Minimal Viable Program

What is a minimum viable training program?

The National Institute for Health and Care Excellence (NICE) publishes various guidelines for healthcare provision. Including exercise guidelines for maintaining health.

They recommend a minimum of 2 strength training sessions per week, plus 30 mins of low to medium intensity exercise at least 5+ days per week (150 mins total), or 75 mins of high intensity exercise per week.

The recommendations are backed by scientific research and based on reducing risk factors such as hypertension and resting heart rate that lead to increased chances of developing conditions like heart disease or stroke. 

If the minimum standard seems daunting, the most important thing is to start where you are. 

In the beginning, more is better. Simply assess what you are currently doing and do a bit more. We can be directionally right while we work on being absolutely right.

The NICE guidelines are a good start, and fall in line with the Kickstart plan. Combined with a calorie controlled nutrition plan, you’ll make solid progress, and it is more than enough to look and feel great!

Now you know what the current minimum guidelines are in order to maintain health markers and minimise the risk of health conditions. But they say nothing anything about what your minimum capabilities should be. 

Two people could do strengthening exercises twice per week but get different results because of factors such as how hard they worked, what kind of strengthening exercises they chose, how many exercises and repetitions, among other factors.

So what counts?

How much strength you have, how fast your heart beats during graded exercise, how far you can run. 

Exercise alone isn’t what improves our health, performance or longevity, but the effects of the exercise we do. 

The simple answer: progress

If every time we exercise, we make improvement then we will naturally get to high levels of fitness. 

That’s why progress is one of our fundamental principles.

Strength standards

In the first 6 months of training, I like to see my clients reach these strength standards:

Push ups

Women: 3 Men: 20

Body row (inverted row)

Women: 3 Men: 10

Single leg squat

Women: 3 Men: 5

Bodyweight squat

Women: 20 Men: 30

Deadlift 5 Reps

Women: 60kg Men: 100kg (or 0.75x bodyweight for women, 1.25x bodyweight for men)

They act for good proxy measurements for three things: consistency of training, progress between workouts, and healthy body composition.

Again, these numbers act as a minimum standard to reach, usually before reassessing the goals and future planning. 

To benchmark your maximum aerobic fitness the 12 minute Cooper run/cycle is an easy and reliable test.

What does an enhanced training program look like?

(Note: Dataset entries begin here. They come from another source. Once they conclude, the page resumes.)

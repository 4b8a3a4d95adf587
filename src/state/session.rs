//! Auth-session state for the current browser user.
//!
//! SYSTEM CONTEXT
//! ==============
//! The session blob (`{ user, jwt }`) lives in `localStorage` under
//! `loggedInUser`. [`SessionStore`] owns reads and writes of that blob;
//! [`SessionState`] is the single observable slot pages read from. The app
//! initializes the slot once from storage at startup, login fills it, and
//! logout clears both.

#[cfg(test)]
#[path = "session_test.rs"]
mod session_test;

use crate::config::SESSION_STORAGE_KEY;
use crate::net::types::Session;
use crate::util::storage::{KeyValueStore, StorageError, load_json, save_json};

/// Persistence for the session blob.
#[derive(Clone, Debug, Default)]
pub struct SessionStore<S> {
    storage: S,
}

impl<S: KeyValueStore> SessionStore<S> {
    pub fn new(storage: S) -> Self {
        Self { storage }
    }

    /// Read the stored session. Absent or malformed blobs mean "signed out".
    pub fn load(&self) -> Option<Session> {
        load_json(&self.storage, SESSION_STORAGE_KEY)
    }

    /// # Errors
    ///
    /// Returns a [`StorageError`] if the blob cannot be written.
    pub fn save(&self, session: &Session) -> Result<(), StorageError> {
        save_json(&self.storage, SESSION_STORAGE_KEY, session)
    }

    pub fn clear(&self) {
        self.storage.remove(SESSION_STORAGE_KEY);
    }

    #[cfg(test)]
    pub(crate) fn storage(&self) -> &S {
        &self.storage
    }
}

/// Observable session slot.
#[derive(Clone, Debug, Default, PartialEq)]
pub struct SessionState {
    pub session: Option<Session>,
}

impl SessionState {
    pub fn with_session(session: Session) -> Self {
        Self { session: Some(session) }
    }

    /// Initialize from persisted storage.
    pub fn from_store<S: KeyValueStore>(store: &SessionStore<S>) -> Self {
        Self { session: store.load() }
    }

    pub fn is_authenticated(&self) -> bool {
        self.session.is_some()
    }

    pub fn user_id(&self) -> Option<i64> {
        self.session.as_ref().map(|s| s.user.id)
    }

    pub fn username(&self) -> Option<&str> {
        self.session.as_ref().map(|s| s.user.username.as_str())
    }
}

I would like to see another resistance training session added each week, as well as increasing weekly cardiorespiratory exercise closer to 200-300 mins. The last thing I would add is some focused time on movement quality, such as yoga, pilates, dynamic mobility drills, or exercises to address specific muscular imbalances.

Unless your primary goal is to look athletic and lean, you won’t see much of a difference between the minimal standard and what I consider an enhanced program. 

Your goals and desired outcomes - be it a faster 5km time, super strength, or to maintain a healthy weight - will dictate the specifics of your training plan.

Did you think about your training related goals?

If we think of the floor and ceiling model of success, our minimum training standard is the floor, or the baseline, that we want to maintain forever. But it’s our goals that will determine how high we need to raise the floor and the ceiling.

For example, training to run a half marathon will temporarily raise the ceiling because we’ll need to put in more effort than our basic training. 

But equally, if we want to maintain a strength and fitness standard above what is considered average, then we ought to raise our floor too. That might include increasing resistance sessions from 2 to 4 per week, or stretching for at least 5 minutes per day.

The point is, match your training inputs to the level of importance you place on your fitness. Nobody can tell you what is the right amount of training for you. First hit the minimum standard, then set the vision, then match the vision with the inputs.

Summary

The difference in fitness results is largely the product of the effectiveness of your workouts and how consistently you execute the plan. It’s the effects of our exercise that counts towards our health and fitness goals, not merely the inputs themselves.

Unless you want to optimize your training to get the absolute best results possible, strength training two days per week, and walking 30+ mins 5 days per week, along with your nutrition plan is the 20% of training that will get you 80% of the results. 

This stuff evolves over time, inline with your goals, so right now it is about getting excited and getting started.